Off we were, doing our thing, stumbling through patient interviews and nervously pacing ourselves through the physical exam. Then we went to get the physician and my stomach dropped. It was the exact doctor we'd all been warned of, the one that has a penchant for drilling anyone around and taking them down a few notches. On top of that, he seemed grumpy on this particular day. I turned to the second-year I was working with and gave him this pleading look, but he ignored me.

We went to see the patient, and the exam began from scratch, for the most part, with the doctor telling us everything we caught and the everything more that we missed. I was surprised. This guy was actually teaching us a considerable amount of practical information while taking good care of a patient. But then, his eyes fixed on me, and I had that feeling that people get when a bear spots them in the woods. Should I run? Should I pretend I'm dead? Don't antagonize. Maybe if I just stand very still, he won't notice I'm here?

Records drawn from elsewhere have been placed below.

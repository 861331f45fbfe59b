//! In-memory transport for tests and dry runs.

use std::collections::{HashMap, VecDeque};
use std::time::Duration;

use async_trait::async_trait;

use crate::error::TransportError;
use crate::transport::ModbusTransport;

/// One call observed by a [`MockTransport`].
#[derive(Debug, Clone, PartialEq, Eq)]
pub enum Operation {
    Read { address: u16, count: u16 },
    Flush,
    Close,
    Open,
    Sleep(Duration),
}

/// Scripted failure injected into the next matching read.
#[derive(Debug, Clone, Copy, PartialEq, Eq)]
pub enum Fault {
    /// Checksum failure.
    Crc,
    /// No response.
    Timeout,
    /// Response with one word missing.
    Truncated,
}

/// A register map held in memory.
///
/// Sleeps are recorded, not waited, so pacing can be asserted without
/// slowing tests down.
#[derive(Debug, Default)]
pub struct MockTransport {
    registers: HashMap<u16, u16>,
    faults: VecDeque<(u16, Fault)>,
    operations: Vec<Operation>,
    open: bool,
}

impl MockTransport {
    /// An open transport with an empty (all zero) register map.
    pub fn new() -> Self {
        Self {
            open: true,
            ..Self::default()
        }
    }

    /// Store `words` starting at `address`.
    pub fn with_registers(mut self, address: u16, words: &[u16]) -> Self {
        self.set_registers(address, words);
        self
    }

    pub fn set_registers(&mut self, address: u16, words: &[u16]) {
        for (offset, word) in words.iter().enumerate() {
            self.registers
                .insert(address.wrapping_add(offset as u16), *word);
        }
    }

    /// Fail the next read covering `address`.
    pub fn fail_at(&mut self, address: u16, fault: Fault) {
        self.faults.push_back((address, fault));
    }

    pub fn operations(&self) -> &[Operation] {
        &self.operations
    }

    pub fn clear_operations(&mut self) {
        self.operations.clear();
    }

    /// Addresses and widths of the reads issued so far.
    pub fn reads(&self) -> Vec<(u16, u16)> {
        self.operations
            .iter()
            .filter_map(|op| match op {
                Operation::Read { address, count } => Some((*address, *count)),
                _ => None,
            })
            .collect()
    }

    pub fn is_open(&self) -> bool {
        self.open
    }

    fn take_fault(&mut self, address: u16, count: u16) -> Option<Fault> {
        let end = u32::from(address) + u32::from(count);
        let index = self
            .faults
            .iter()
            .position(|(at, _)| (u32::from(address)..end).contains(&u32::from(*at)))?;
        self.faults.remove(index).map(|(_, fault)| fault)
    }
}

#[async_trait]
impl ModbusTransport for MockTransport {
    async fn read_registers(
        &mut self,
        address: u16,
        count: u16,
    ) -> Result<Vec<u16>, TransportError> {
        self.operations.push(Operation::Read { address, count });

        if !self.open {
            return Err(TransportError::NotOpen);
        }

        let words: Vec<u16> = (0..count)
            .map(|offset| {
                self.registers
                    .get(&address.wrapping_add(offset))
                    .copied()
                    .unwrap_or(0)
            })
            .collect();

        match self.take_fault(address, count) {
            None => Ok(words),
            Some(Fault::Crc) => Err(TransportError::Protocol("Invalid CRC".to_string())),
            Some(Fault::Timeout) => Err(TransportError::Timeout(Duration::from_secs(1))),
            Some(Fault::Truncated) => Ok(words[..words.len().saturating_sub(1)].to_vec()),
        }
    }

    async fn flush(&mut self) -> Result<(), TransportError> {
        self.operations.push(Operation::Flush);
        Ok(())
    }

    async fn close(&mut self) -> Result<(), TransportError> {
        self.operations.push(Operation::Close);
        self.open = false;
        Ok(())
    }

    async fn open(&mut self) -> Result<(), TransportError> {
        self.operations.push(Operation::Open);
        self.open = true;
        Ok(())
    }

    async fn sleep(&mut self, duration: Duration) {
        self.operations.push(Operation::Sleep(duration));
    }
}

#[cfg(test)]
mod tests {
    use super::*;

    #[tokio::test]
    async fn test_reads_stored_words() {
        let mut transport = MockTransport::new().with_registers(100, &[1, 2, 3]);

        assert_eq!(transport.read_registers(100, 3).await.unwrap(), vec![1, 2, 3]);
        assert_eq!(transport.read_registers(102, 2).await.unwrap(), vec![3, 0]);
        assert_eq!(transport.reads(), vec![(100, 3), (102, 2)]);
    }

    #[tokio::test]
    async fn test_fault_is_consumed_once() {
        let mut transport = MockTransport::new().with_registers(10, &[7, 8]);
        transport.fail_at(11, Fault::Crc);

        assert!(transport.read_registers(0, 5).await.is_ok());
        assert!(matches!(
            transport.read_registers(10, 2).await,
            Err(TransportError::Protocol(_))
        ));
        assert_eq!(transport.read_registers(10, 2).await.unwrap(), vec![7, 8]);
    }

    #[tokio::test]
    async fn test_truncated_response() {
        let mut transport = MockTransport::new().with_registers(10, &[7, 8]);
        transport.fail_at(10, Fault::Truncated);

        assert_eq!(transport.read_registers(10, 2).await.unwrap(), vec![7]);
    }

    #[tokio::test]
    async fn test_closed_transport_rejects_reads() {
        let mut transport = MockTransport::new();
        transport.close().await.unwrap();
        assert!(matches!(
            transport.read_registers(0, 1).await,
            Err(TransportError::NotOpen)
        ));

        transport.open().await.unwrap();
        assert!(transport.read_registers(0, 1).await.is_ok());
    }
}
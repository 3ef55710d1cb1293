//! Request orchestration: discover, route, execute.

use crate::invoker::AgentInvoker;
use async_stream::stream;
use futures::future::join_all;
use futures::{FutureExt, StreamExt};
use mesh_config::OrchestratorConfig;
use mesh_core::{
    AgentDescriptor, AgentInvocationResult, AgentMessage, MeshError, MeshResult, MessageStream,
    RequestContext, RoutingDecision, RoutingStrategy,
};
use mesh_directory::Directory;
use mesh_routing::RoutingEngine;
use mesh_telemetry::{InvocationOutcome, MeshMetrics};
use serde_json::Value;
use std::collections::{HashMap, HashSet};
use std::panic::AssertUnwindSafe;
use std::sync::Arc;
use std::time::{Duration, Instant};
use tracing::{debug, info, warn};

/// Executes routing decisions against the directory.
///
/// Cheap to clone; every stream it returns owns a clone, so streams are
/// `'static` and dropping one cancels all work it started.
#[derive(Clone)]
pub struct Orchestrator {
    directory: Arc<Directory>,
    router: Arc<RoutingEngine>,
    invoker: Arc<dyn AgentInvoker>,
    config: Arc<OrchestratorConfig>,
    top_k: usize,
    metrics: Option<Arc<MeshMetrics>>,
}

impl std::fmt::Debug for Orchestrator {
    fn fmt(&self, f: &mut std::fmt::Formatter<'_>) -> std::fmt::Result {
        f.debug_struct("Orchestrator")
            .field("top_k", &self.top_k)
            .field("max_parallel_agents", &self.config.max_parallel_agents)
            .finish_non_exhaustive()
    }
}

impl Orchestrator {
    /// Create an orchestrator.
    ///
    /// # Errors
    /// Returns a configuration error on a zero `top_k` or fan-out limit
    pub fn new(
        directory: Arc<Directory>,
        router: Arc<RoutingEngine>,
        invoker: Arc<dyn AgentInvoker>,
        config: OrchestratorConfig,
        top_k: usize,
    ) -> MeshResult<Self> {
        if top_k == 0 {
            return Err(MeshError::configuration("top_k must be greater than zero"));
        }
        if config.max_parallel_agents == 0 {
            return Err(MeshError::configuration(
                "max_parallel_agents must be greater than zero",
            ));
        }

        Ok(Self {
            directory,
            router,
            invoker,
            config: Arc::new(config),
            top_k,
            metrics: None,
        })
    }

    /// Attach metrics
    #[must_use]
    pub fn with_metrics(mut self, metrics: Arc<MeshMetrics>) -> Self {
        self.metrics = Some(metrics);
        self
    }

    /// The directory this orchestrator reads from
    pub fn directory(&self) -> &Arc<Directory> {
        &self.directory
    }

    /// Answer `query`, streaming every message back to the caller.
    ///
    /// The stream always terminates and never fails: discovery failures fall
    /// back to the routing fallback agent, agent failures become messages.
    pub fn handle_request(&self, query: impl Into<String>, ctx: RequestContext) -> MessageStream {
        let this = self.clone();
        let query = query.into();

        stream! {
            info!(request_id = %ctx.request_id, session_id = %ctx.session_id, "Handling request");

            let discovered = match this.directory.discover(&query, this.top_k).await {
                Ok(discovered) => discovered,
                Err(e) => {
                    warn!(request_id = %ctx.request_id, error = %e, "Discovery failed, routing without candidates");
                    Vec::new()
                }
            };

            let decision = this.router.route(&query, &discovered).await;
            let mut messages = this.execute(decision, query, ctx);
            while let Some(message) = messages.next().await {
                yield message;
            }
        }
        .boxed()
    }

    /// Execute an already-made decision
    pub fn execute(
        &self,
        decision: RoutingDecision,
        query: String,
        ctx: RequestContext,
    ) -> MessageStream {
        debug!(strategy = %decision.strategy, agents = ?decision.agents, "Executing decision");
        match decision.strategy {
            RoutingStrategy::Single => self.execute_single(decision.agents, query, ctx),
            RoutingStrategy::Parallel => self.execute_parallel(decision.agents, query, ctx),
            RoutingStrategy::Sequential => self.execute_sequential(decision.agents, query, ctx),
        }
    }

    fn execute_single(&self, agents: Vec<String>, query: String, ctx: RequestContext) -> MessageStream {
        let this = self.clone();

        stream! {
            let agent_id = match agents.into_iter().next() {
                Some(agent_id) => agent_id,
                None => {
                    yield AgentMessage::error("routing decision names no agents");
                    return;
                }
            };

            let agent = match this.resolve(&agent_id).await {
                Ok(agent) => agent,
                Err(message) => {
                    this.record(InvocationOutcome::NotFound, Duration::ZERO);
                    yield AgentMessage::error(message);
                    return;
                }
            };

            let started = Instant::now();
            let mut failed = false;
            let mut messages = this.invoker.call(&agent, &query, &ctx);
            while let Some(message) = messages.next().await {
                failed |= message.is_error();
                yield message;
            }
            this.record_completion(&agent_id, failed, started.elapsed());
        }
        .boxed()
    }

    fn execute_parallel(&self, agents: Vec<String>, query: String, ctx: RequestContext) -> MessageStream {
        let this = self.clone();

        stream! {
            let retained = this.retain_parallel(&agents);
            let mut results = this.invoke_all(&retained, &query, &ctx).await;
            for agent_id in &retained {
                if let Some(result) = results.remove(agent_id) {
                    yield result.to_message();
                }
            }
        }
        .boxed()
    }

    /// Invoke up to `max_parallel_agents` agents concurrently and collect one
    /// result per retained agent, keyed by agent id.
    ///
    /// Duplicate ids are invoked once. A failure of one agent (missing,
    /// transport error, timeout, panic) never affects its siblings.
    pub async fn run_parallel(
        &self,
        agents: &[String],
        query: &str,
        ctx: &RequestContext,
    ) -> HashMap<String, AgentInvocationResult> {
        let retained = self.retain_parallel(agents);
        self.invoke_all(&retained, query, ctx).await
    }

    fn retain_parallel(&self, agents: &[String]) -> Vec<String> {
        let mut seen = HashSet::new();
        let mut unique: Vec<String> = agents
            .iter()
            .filter(|id| seen.insert(id.as_str()))
            .cloned()
            .collect();

        let limit = self.config.max_parallel_agents;
        if unique.len() > limit {
            let dropped = unique.split_off(limit);
            warn!(limit, dropped = ?dropped, "PARALLEL decision truncated");
            if let Some(metrics) = &self.metrics {
                metrics.record_parallel_dropped(dropped.len());
            }
        }
        unique
    }

    async fn invoke_all(
        &self,
        agents: &[String],
        query: &str,
        ctx: &RequestContext,
    ) -> HashMap<String, AgentInvocationResult> {
        let invocations = agents.iter().map(|agent_id| async move {
            match AssertUnwindSafe(self.invoke_collect(agent_id, query, ctx))
                .catch_unwind()
                .await
            {
                Ok(result) => result,
                Err(_) => {
                    warn!(agent_id = %agent_id, "Agent invocation panicked");
                    AgentInvocationResult::failure(agent_id.as_str(), "agent invocation panicked", 0)
                }
            }
        });

        join_all(invocations)
            .await
            .into_iter()
            .map(|result| (result.agent_id.clone(), result))
            .collect()
    }

    async fn invoke_collect(
        &self,
        agent_id: &str,
        query: &str,
        ctx: &RequestContext,
    ) -> AgentInvocationResult {
        let started = Instant::now();

        let agent = match self.resolve(agent_id).await {
            Ok(agent) => agent,
            Err(message) => {
                self.record(InvocationOutcome::NotFound, Duration::ZERO);
                return AgentInvocationResult::failure(agent_id, message, 0);
            }
        };

        let messages: Vec<AgentMessage> = self.invoker.call(&agent, query, ctx).collect().await;
        let elapsed = started.elapsed();
        let latency_ms = elapsed.as_millis() as u64;

        let error = messages
            .iter()
            .find_map(AgentMessage::error_message)
            .map(str::to_string);

        self.record_completion(agent_id, error.is_some(), elapsed);
        match error {
            Some(error) => AgentInvocationResult::failure(agent_id, error, latency_ms),
            None => AgentInvocationResult::success(agent_id, collect_response(messages), latency_ms),
        }
    }

    fn execute_sequential(&self, agents: Vec<String>, query: String, ctx: RequestContext) -> MessageStream {
        let this = self.clone();

        stream! {
            let mut answers: Vec<(String, String)> = Vec::new();

            for agent_id in agents {
                let agent = match this.resolve(&agent_id).await {
                    Ok(agent) => agent,
                    Err(message) => {
                        this.record(InvocationOutcome::NotFound, Duration::ZERO);
                        warn!(agent_id = %agent_id, "Skipping missing agent in sequence");
                        yield AgentMessage::error(message);
                        continue;
                    }
                };

                let step_query = with_context(&query, &this.config.sequential_context_header, &answers);
                let started = Instant::now();
                let mut failed = false;
                let mut text = String::new();

                let mut messages = this.invoker.call(&agent, &step_query, &ctx);
                while let Some(message) = messages.next().await {
                    failed |= message.is_error();
                    if let Some(content) = message.assistant_content() {
                        text.push_str(content);
                    }
                    yield message;
                }

                this.record_completion(&agent_id, failed, started.elapsed());
                if !text.is_empty() {
                    answers.push((agent_id, text));
                }
            }
        }
        .boxed()
    }

    /// Look up an agent, rendering absence or a store failure as the error
    /// message delivered to the caller.
    async fn resolve(&self, agent_id: &str) -> Result<AgentDescriptor, String> {
        match self.directory.get(agent_id).await {
            Ok(Some(agent)) => Ok(agent),
            Ok(None) => {
                debug!(agent_id, "Agent not found");
                Err(format!("agent '{agent_id}' not found"))
            }
            Err(e) => {
                warn!(agent_id, error = %e, "Directory lookup failed");
                Err(format!("agent '{agent_id}' lookup failed: {e}"))
            }
        }
    }

    /// Check an agent's health endpoint and record the result in the
    /// directory. Returns `None` if the agent is not registered.
    ///
    /// # Errors
    /// Returns error if the directory read or write fails
    pub async fn refresh_health(&self, agent_id: &str) -> MeshResult<Option<bool>> {
        let Some(agent) = self.directory.get(agent_id).await? else {
            return Ok(None);
        };
        let healthy = self.invoker.health_check(&agent).await;
        if healthy != agent.is_healthy {
            self.directory.set_health(agent_id, healthy).await?;
        }
        Ok(Some(healthy))
    }

    fn record_completion(&self, agent_id: &str, failed: bool, elapsed: Duration) {
        let outcome = if failed {
            InvocationOutcome::Failed
        } else {
            InvocationOutcome::Success
        };
        debug!(agent_id, ?outcome, latency_ms = elapsed.as_millis() as u64, "Agent invocation finished");
        self.record(outcome, elapsed);
    }

    fn record(&self, outcome: InvocationOutcome, elapsed: Duration) {
        if let Some(metrics) = &self.metrics {
            metrics.record_invocation(outcome, elapsed);
        }
    }
}

/// The query sent to a SEQUENTIAL step: the original query followed by the
/// answers collected so far.
pub fn with_context(query: &str, header: &str, answers: &[(String, String)]) -> String {
    if answers.is_empty() {
        return query.to_string();
    }

    let mut augmented = format!("{query}\n\n{header}");
    for (agent_id, text) in answers {
        augmented.push('\n');
        augmented.push_str(agent_id);
        augmented.push_str(": ");
        augmented.push_str(text);
    }
    augmented
}

/// PARALLEL response payload: concatenated assistant text when the agent
/// produced any, otherwise every payload as a JSON array.
fn collect_response(messages: Vec<AgentMessage>) -> Value {
    let text: String = messages
        .iter()
        .filter_map(AgentMessage::assistant_content)
        .collect();

    if text.is_empty() {
        Value::Array(messages.into_iter().map(AgentMessage::into_value).collect())
    } else {
        Value::String(text)
    }
}
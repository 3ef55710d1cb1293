//! # Mesh Routing
//!
//! Turns a query and its ranked discovery results into a routing decision.
//!
//! - Zero candidates: SINGLE to the configured fallback agent
//! - One candidate: SINGLE to that agent
//! - Several candidates: rule-based top similarity, or LLM-assisted
//!   strategy selection when enabled, degrading to the rule-based choice on
//!   any inference or parse failure

#![forbid(unsafe_code)]
#![warn(missing_docs)]

pub mod engine;
pub mod parse;
pub mod prompt;

pub use engine::{RoutingEngine, FALLBACK_REASONING, RULE_BASED_REASONING};
pub use parse::{extract_json_object, parse_decision};
pub use prompt::routing_prompt;
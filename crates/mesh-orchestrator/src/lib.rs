//! # Mesh Orchestrator
//!
//! Executes routing decisions and streams agent output back to the caller.
//!
//! A request flows `discover -> route -> execute`. Execution dispatches on
//! [`mesh_core::RoutingStrategy`]:
//! - SINGLE forwards one agent's stream unchanged
//! - PARALLEL fans out to a bounded set of agents and returns one result
//!   message per agent, isolating failures
//! - SEQUENTIAL runs agents in order, feeding earlier answers forward as
//!   context while streaming every message live
//!
//! Agents are reached through an [`AgentInvoker`]; [`HttpAgentInvoker`]
//! speaks the `POST /api/v1/query` event-stream protocol.

#![forbid(unsafe_code)]
#![warn(missing_docs)]

pub mod invoker;
pub mod orchestrator;
pub mod sse;

pub use invoker::{AgentInvoker, HttpAgentInvoker, QUERY_PATH};
pub use orchestrator::{with_context, Orchestrator};
pub use sse::EventDecoder;
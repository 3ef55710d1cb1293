//! Layered configuration loading: defaults, file, environment.

use crate::config::MeshConfig;
use crate::error::{ConfigError, ConfigResult};
use std::path::Path;
use std::str::FromStr;
use std::time::Duration;
use tracing::{debug, info};

/// Prefix of every environment override
pub const ENV_PREFIX: &str = "MESH_";

/// Load, override and validate the mesh configuration.
///
/// With no path, built-in defaults are used. `.yaml`/`.yml` and `.toml`
/// files are supported. Environment overrides are read from the process
/// environment.
///
/// # Errors
/// Returns error if the file cannot be read or parsed, an override is
/// malformed, or the result fails validation
pub fn load_config(path: Option<&Path>) -> ConfigResult<MeshConfig> {
    let mut config = match path {
        Some(path) => read_file(path)?,
        None => {
            debug!("No config file given, using defaults");
            MeshConfig::default()
        }
    };

    apply_env_overrides(&mut config, |key| std::env::var(key).ok())?;
    config.validate()?;

    info!(
        agents = config.agents.len(),
        llm_routing = config.routing.llm_routing,
        fallback_agent_id = %config.routing.fallback_agent_id,
        "Configuration loaded"
    );

    Ok(config)
}

fn read_file(path: &Path) -> ConfigResult<MeshConfig> {
    let content = std::fs::read_to_string(path).map_err(|source| ConfigError::Io {
        path: path.to_path_buf(),
        source,
    })?;

    let extension = path
        .extension()
        .and_then(|ext| ext.to_str())
        .map(str::to_ascii_lowercase)
        .unwrap_or_default();

    let parse_error = |message: String| ConfigError::Parse {
        path: path.to_path_buf(),
        message,
    };

    match extension.as_str() {
        "yaml" | "yml" => serde_yaml::from_str(&content).map_err(|e| parse_error(e.to_string())),
        "toml" => toml::from_str(&content).map_err(|e| parse_error(e.to_string())),
        other => Err(ConfigError::UnsupportedFormat(if other.is_empty() {
            path.display().to_string()
        } else {
            other.to_string()
        })),
    }
}

/// Apply `MESH_*` overrides read through `lookup`.
///
/// `lookup` receives the full variable name and returns its value if set.
///
/// # Errors
/// Returns error if a set variable cannot be parsed
pub fn apply_env_overrides<F>(config: &mut MeshConfig, lookup: F) -> ConfigResult<()>
where
    F: Fn(&str) -> Option<String>,
{
    let var = |suffix: &str| {
        let name = format!("{ENV_PREFIX}{suffix}");
        lookup(&name).map(|value| (name, value))
    };

    if let Some((_, value)) = var("FALLBACK_AGENT_ID") {
        config.routing.fallback_agent_id = value;
    }
    if let Some((name, value)) = var("LLM_ROUTING") {
        config.routing.llm_routing = parse_bool(&name, &value)?;
    }
    if let Some((name, value)) = var("TOP_K") {
        config.directory.top_k = parse_number(&name, &value)?;
    }
    if let Some((name, value)) = var("EMBEDDING_DIMENSION") {
        config.directory.embedding_dimension = parse_number(&name, &value)?;
    }
    if let Some((name, value)) = var("DIRECTORY_TTL") {
        config.directory.ttl = parse_duration(&name, &value)?;
    }
    if let Some((name, value)) = var("MAX_PARALLEL_AGENTS") {
        config.orchestrator.max_parallel_agents = parse_number(&name, &value)?;
    }
    if let Some((name, value)) = var("AGENT_TIMEOUT") {
        config.orchestrator.agent_timeout = parse_duration(&name, &value)?;
    }
    if let Some((name, value)) = var("HEARTBEAT_INTERVAL") {
        config.heartbeat.interval = parse_duration(&name, &value)?;
    }
    if let Some((_, value)) = var("LOG_LEVEL") {
        config.logging.level = value;
    }
    if let Some((name, value)) = var("LOG_FORMAT") {
        config.logging.format = value.parse().map_err(|e: mesh_telemetry::TelemetryError| {
            ConfigError::Env {
                var: name,
                message: e.to_string(),
            }
        })?;
    }

    Ok(())
}

fn parse_bool(var: &str, value: &str) -> ConfigResult<bool> {
    match value.trim().to_ascii_lowercase().as_str() {
        "1" | "true" | "yes" | "on" => Ok(true),
        "0" | "false" | "no" | "off" => Ok(false),
        _ => Err(ConfigError::Env {
            var: var.to_string(),
            message: format!("expected a boolean, got '{value}'"),
        }),
    }
}

fn parse_number<T>(var: &str, value: &str) -> ConfigResult<T>
where
    T: FromStr,
    T::Err: std::fmt::Display,
{
    value.trim().parse().map_err(|e: T::Err| ConfigError::Env {
        var: var.to_string(),
        message: e.to_string(),
    })
}

fn parse_duration(var: &str, value: &str) -> ConfigResult<Duration> {
    humantime_serde::re::humantime::parse_duration(value.trim()).map_err(|e| ConfigError::Env {
        var: var.to_string(),
        message: e.to_string(),
    })
}
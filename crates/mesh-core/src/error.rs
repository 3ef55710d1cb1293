//! Error types for the agent mesh.
//!
//! Every failure that crosses a crate boundary is expressed as a [`MeshError`].
//! Components decide locally whether a variant is recovered (discovery store
//! failures, decision parse failures) or surfaced as a structured message
//! (agent not found, transport failures).

use thiserror::Error;

/// Result type for mesh operations
pub type MeshResult<T> = Result<T, MeshError>;

/// Errors that can occur inside the mesh core
#[derive(Debug, Error)]
pub enum MeshError {
    /// The embedding collaborator failed or returned an unusable vector
    #[error("Embedding error: {message}")]
    Embedding {
        /// Error message
        message: String,
    },

    /// The inference collaborator failed
    #[error("Inference error: {message}")]
    Inference {
        /// Error message
        message: String,
    },

    /// The directory backing store failed
    #[error("Store error ({backend}): {message}")]
    Store {
        /// Store backend name
        backend: String,
        /// Error message
        message: String,
    },

    /// A referenced agent id is not present in the directory
    #[error("Agent '{agent_id}' not found")]
    AgentNotFound {
        /// The missing agent id
        agent_id: String,
    },

    /// Network failure while calling an agent
    #[error("Transport error calling agent '{agent_id}': {message}")]
    Transport {
        /// Agent being called
        agent_id: String,
        /// Error message
        message: String,
        /// HTTP status code, when a response was received
        status_code: Option<u16>,
    },

    /// An agent call exceeded its per-call timeout
    #[error("Agent '{agent_id}' timed out after {timeout_ms}ms")]
    Timeout {
        /// Agent being called
        agent_id: String,
        /// Timeout in milliseconds
        timeout_ms: u64,
    },

    /// An LLM-produced routing decision could not be parsed or validated
    #[error("Routing decision parse error: {message}")]
    DecisionParse {
        /// Error message
        message: String,
    },

    /// Configuration error; the only class allowed to abort startup
    #[error("Configuration error: {0}")]
    Configuration(String),

    /// JSON serialization or deserialization error
    #[error("Serialization error: {0}")]
    Serialization(#[from] serde_json::Error),
}

impl MeshError {
    /// Create a new embedding error
    pub fn embedding(message: impl Into<String>) -> Self {
        Self::Embedding {
            message: message.into(),
        }
    }

    /// Create a new inference error
    pub fn inference(message: impl Into<String>) -> Self {
        Self::Inference {
            message: message.into(),
        }
    }

    /// Create a new store error
    pub fn store(backend: impl Into<String>, message: impl Into<String>) -> Self {
        Self::Store {
            backend: backend.into(),
            message: message.into(),
        }
    }

    /// Create a new agent-not-found error
    pub fn agent_not_found(agent_id: impl Into<String>) -> Self {
        Self::AgentNotFound {
            agent_id: agent_id.into(),
        }
    }

    /// Create a new transport error
    pub fn transport(
        agent_id: impl Into<String>,
        message: impl Into<String>,
        status_code: Option<u16>,
    ) -> Self {
        Self::Transport {
            agent_id: agent_id.into(),
            message: message.into(),
            status_code,
        }
    }

    /// Create a new decision parse error
    pub fn decision_parse(message: impl Into<String>) -> Self {
        Self::DecisionParse {
            message: message.into(),
        }
    }

    /// Create a new configuration error
    pub fn configuration(message: impl Into<String>) -> Self {
        Self::Configuration(message.into())
    }

    /// Whether a caller-side retry could plausibly succeed.
    ///
    /// The mesh itself never retries; this is informational for callers.
    pub fn is_retryable(&self) -> bool {
        match self {
            Self::Transport { status_code, .. } => {
                status_code.map_or(true, |code| code == 429 || code >= 500)
            }
            Self::Timeout { .. } | Self::Store { .. } => true,
            _ => false,
        }
    }

    /// Short machine-readable error code
    pub fn code(&self) -> &'static str {
        match self {
            Self::Embedding { .. } => "embedding_error",
            Self::Inference { .. } => "inference_error",
            Self::Store { .. } => "store_error",
            Self::AgentNotFound { .. } => "agent_not_found",
            Self::Transport { .. } => "transport_error",
            Self::Timeout { .. } => "timeout",
            Self::DecisionParse { .. } => "decision_parse_error",
            Self::Configuration(_) => "configuration_error",
            Self::Serialization(_) => "serialization_error",
        }
    }
}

The questions started. The first one was easy. The second one was a more obscure question, but I threw a hail mary, and actually answered correctly. The doctor turned to the second year and muttered, "ask most surgical residents and they don't know the answer to that one." I think this is the closest you get to a compliment from this doctor.

Don't get me wrong. First of all, I guessed, so there is no need to conclude that I am in any way extraordinary for answering the question correctly. Secondly, as I pointed out myself to the doctor, I learned some of this stuff this year, so if you ask me the same question in 6 months, there is a very good chance I won't even be able to guess correctly. Third, my knowledge of this obscure fact contributed in absolutely no way to treating the patient any better.

Rationally, I knew all of these things. And thanks to my, ahem, advanced age, I didn't walk out of clinic that day with an inflated ego. But I did learn that I like the game. And when I thought about it, I kind of always have. I inadvertently do it to other people when I'm studying with them- basically pimping classmates into working something out for themselves rather than directly explaining it to them by spoon-feeding. It's not that it was so wonderful that I got the questions right. It's that I liked the process. During the course of the day, there would be plenty of other things I got wrong and had to have explained to me. But I liked it. I like the quizzing, the thinking, the searching the memory banks, the answering, the follow-up, the explanation, the idea that I could be learning something new from now until forever.

I know I sound like a nerd. I know I sound like an idealistic windbag. I know I sound irritating. And undoubtedly, though I've tried to dispel it, I probably sound arrogant too. And if it walks like a duck, and quacks like a duck... yep, it's true. I'm a medical student.